--- EXERCISE ---
Among the entries below, find the lines that hold the word "Debug" and report them.

*-*-*

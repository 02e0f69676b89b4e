//! Command vocabulary: which words are spoken to the robot and which are held out.

use std::collections::BTreeMap;
use std::fmt;

use rand::Rng;
use rand::seq::SliceRandom;
use serde::{Deserialize, Serialize};

use crate::vectors::{VectorError, VectorSpace};

/// Behavior a command asks for.
///
/// Variant order defines summary column order.
#[derive(Debug, Clone, Copy, PartialEq, Eq, PartialOrd, Ord, Hash, Serialize, Deserialize)]
#[serde(rename_all = "lowercase")]
pub enum Task {
    Backward,
    Forward,
    Stop,
}

impl Task {
    pub fn name(self) -> &'static str {
        match self {
            Task::Backward => "backward",
            Task::Forward => "forward",
            Task::Stop => "stop",
        }
    }
}

impl fmt::Display for Task {
    fn fmt(&self, f: &mut fmt::Formatter<'_>) -> fmt::Result {
        f.write_str(self.name())
    }
}

/// Word lists per task. Each inner list is one command (possibly several words).
pub type WordTable = BTreeMap<Task, Vec<Vec<String>>>;

/// Which words make up the training vocabulary.
#[derive(Debug, Clone, Default, Serialize, Deserialize)]
#[serde(tag = "type", content = "words")]
pub enum Vocabulary {
    /// One word each for forward and backward, four stop synonyms.
    #[default]
    Standard,
    /// Two words per task (including the misspelling "foward").
    Balanced,
    /// Explicit word table.
    Custom(WordTable),
}

impl Vocabulary {
    /// Expand to the full word table.
    pub fn words(&self) -> WordTable {
        fn table(entries: &[(Task, &[&str])]) -> WordTable {
            entries
                .iter()
                .map(|(task, words)| {
                    let commands = words.iter().map(|w| vec![w.to_string()]).collect();
                    (*task, commands)
                })
                .collect()
        }

        match self {
            Vocabulary::Standard => table(&[
                (Task::Forward, &["forward"][..]),
                (Task::Backward, &["backward"][..]),
                (Task::Stop, &["stop", "cease", "suspend", "halt"][..]),
            ]),
            Vocabulary::Balanced => table(&[
                (Task::Forward, &["forward", "foward"][..]),
                (Task::Backward, &["backward", "backwards"][..]),
                (Task::Stop, &["stop", "cease", "suspend"][..]),
            ]),
            Vocabulary::Custom(words) => words.clone(),
        }
    }
}

/// Command configuration for an experiment.
#[derive(Debug, Clone, Serialize, Deserialize)]
pub struct CommandConfig {
    #[serde(default)]
    pub vocabulary: Vocabulary,
    /// Task from which one randomly chosen command is withheld for testing.
    #[serde(default = "default_holdout")]
    pub holdout: Option<Task>,
    /// Control treatment: scramble the components of every word vector.
    #[serde(default)]
    pub shuffle_vectors: bool,
}

impl Default for CommandConfig {
    fn default() -> Self {
        Self {
            vocabulary: Vocabulary::default(),
            holdout: default_holdout(),
            shuffle_vectors: false,
        }
    }
}

fn default_holdout() -> Option<Task> {
    Some(Task::Stop)
}

/// A spoken command: its words and their embedding vectors.
#[derive(Debug, Clone, PartialEq, Serialize, Deserialize)]
pub struct Command {
    pub words: Vec<String>,
    pub encoding: Vec<Vec<f32>>,
}

impl Command {
    pub fn label(&self) -> String {
        self.words.join(" ")
    }
}

/// Train and test commands, grouped by task.
#[derive(Debug, Clone, Default, PartialEq, Serialize, Deserialize)]
pub struct CommandSet {
    pub train: BTreeMap<Task, Vec<Command>>,
    pub test: BTreeMap<Task, Vec<Command>>,
}

impl CommandSet {
    pub fn train_count(&self) -> usize {
        self.train.values().map(Vec::len).sum()
    }

    pub fn test_count(&self) -> usize {
        self.test.values().map(Vec::len).sum()
    }

    /// Number of simulations needed to evaluate one individual.
    pub fn evaluation_count(&self, include_test: bool) -> usize {
        if include_test {
            self.train_count() + self.test_count()
        } else {
            self.train_count()
        }
    }
}

impl CommandConfig {
    /// Look up every word, withhold the test command and apply the control shuffle.
    pub fn resolve<V, R>(&self, space: &V, rng: &mut R) -> Result<CommandSet, VectorError>
    where
        V: VectorSpace + ?Sized,
        R: Rng,
    {
        let mut train: BTreeMap<Task, Vec<Command>> = BTreeMap::new();
        for (task, commands) in self.vocabulary.words() {
            let mut resolved = Vec::with_capacity(commands.len());
            for words in commands {
                let encoding = words
                    .iter()
                    .map(|w| space.vector(w))
                    .collect::<Result<Vec<_>, _>>()?;
                resolved.push(Command { words, encoding });
            }
            train.insert(task, resolved);
        }

        let mut test = BTreeMap::new();
        if let Some(task) = self.holdout
            && let Some(commands) = train.get_mut(&task)
            && commands.len() > 1
        {
            let idx = rng.gen_range(0..commands.len());
            let held = commands.remove(idx);
            log::info!("Holding out '{}' ({}) for testing", held.label(), task);
            test.insert(task, vec![held]);
        }

        let mut set = CommandSet { train, test };
        if self.shuffle_vectors {
            shuffle_encodings(&mut set, rng);
        }
        Ok(set)
    }
}

fn shuffle_encodings<R: Rng>(set: &mut CommandSet, rng: &mut R) {
    let commands = set
        .train
        .values_mut()
        .chain(set.test.values_mut())
        .flat_map(|commands| commands.iter_mut());
    for command in commands {
        for vector in &mut command.encoding {
            vector.shuffle(rng);
        }
    }
}

#[cfg(test)]
mod tests {
    use super::*;
    use crate::vectors::JsonVectorSpace;
    use rand::SeedableRng;
    use rand::rngs::StdRng;

    fn space() -> JsonVectorSpace {
        let words = [
            "forward", "foward", "backward", "backwards", "stop", "cease", "suspend", "halt",
        ];
        JsonVectorSpace::from_pairs(
            words
                .iter()
                .enumerate()
                .map(|(i, w)| (w.to_string(), vec![i as f32, 1.0, 2.0, 3.0])),
        )
    }

    #[test]
    fn test_standard_holdout_moves_one_stop_word() {
        let config = CommandConfig::default();
        let mut rng = StdRng::seed_from_u64(7);
        let set = config.resolve(&space(), &mut rng).unwrap();

        assert_eq!(set.train[&Task::Forward].len(), 1);
        assert_eq!(set.train[&Task::Backward].len(), 1);
        assert_eq!(set.train[&Task::Stop].len(), 3);
        assert_eq!(set.test[&Task::Stop].len(), 1);
        assert_eq!(set.train_count(), 5);
        assert_eq!(set.evaluation_count(true), 6);

        let held = &set.test[&Task::Stop][0];
        assert!(set.train[&Task::Stop].iter().all(|c| c.words != held.words));
    }

    #[test]
    fn test_balanced_vocabulary() {
        let config = CommandConfig {
            vocabulary: Vocabulary::Balanced,
            ..Default::default()
        };
        let mut rng = StdRng::seed_from_u64(1);
        let set = config.resolve(&space(), &mut rng).unwrap();
        assert_eq!(set.train[&Task::Forward].len(), 2);
        assert_eq!(set.train[&Task::Stop].len(), 2);
        assert_eq!(set.test_count(), 1);
    }

    #[test]
    fn test_single_command_task_is_not_held_out() {
        let config = CommandConfig {
            holdout: Some(Task::Forward),
            ..Default::default()
        };
        let mut rng = StdRng::seed_from_u64(1);
        let set = config.resolve(&space(), &mut rng).unwrap();
        assert!(set.test.is_empty());
        assert_eq!(set.train_count(), 6);
    }

    #[test]
    fn test_shuffle_keeps_components() {
        let config = CommandConfig {
            shuffle_vectors: true,
            holdout: None,
            ..Default::default()
        };
        let mut rng = StdRng::seed_from_u64(3);
        let set = config.resolve(&space(), &mut rng).unwrap();
        let mut v = set.train[&Task::Stop][0].encoding[0].clone();
        v.sort_by(|a, b| a.partial_cmp(b).unwrap());
        assert_eq!(v, vec![1.0, 2.0, 3.0, 4.0]);
    }

    #[test]
    fn test_missing_word_is_an_error() {
        let config = CommandConfig {
            vocabulary: Vocabulary::Custom(
                [(Task::Forward, vec![vec!["onward".to_string()]])].into(),
            ),
            holdout: None,
            shuffle_vectors: false,
        };
        let mut rng = StdRng::seed_from_u64(3);
        let err = config.resolve(&space(), &mut rng).unwrap_err();
        assert!(matches!(err, VectorError::NotFound(w) if w == "onward"));
    }
}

*-*-*

--- RESULT OF THIS EXERCISE ---
#[derive(Debug, Clone, Copy, PartialEq, Eq, PartialOrd, Ord, Hash, Serialize, Deserialize)]
#[derive(Debug, Clone, Default, Serialize, Deserialize)]
#[derive(Debug, Clone, Serialize, Deserialize)]
#[derive(Debug, Clone, PartialEq, Serialize, Deserialize)]
#[derive(Debug, Clone, Default, PartialEq, Serialize, Deserialize)]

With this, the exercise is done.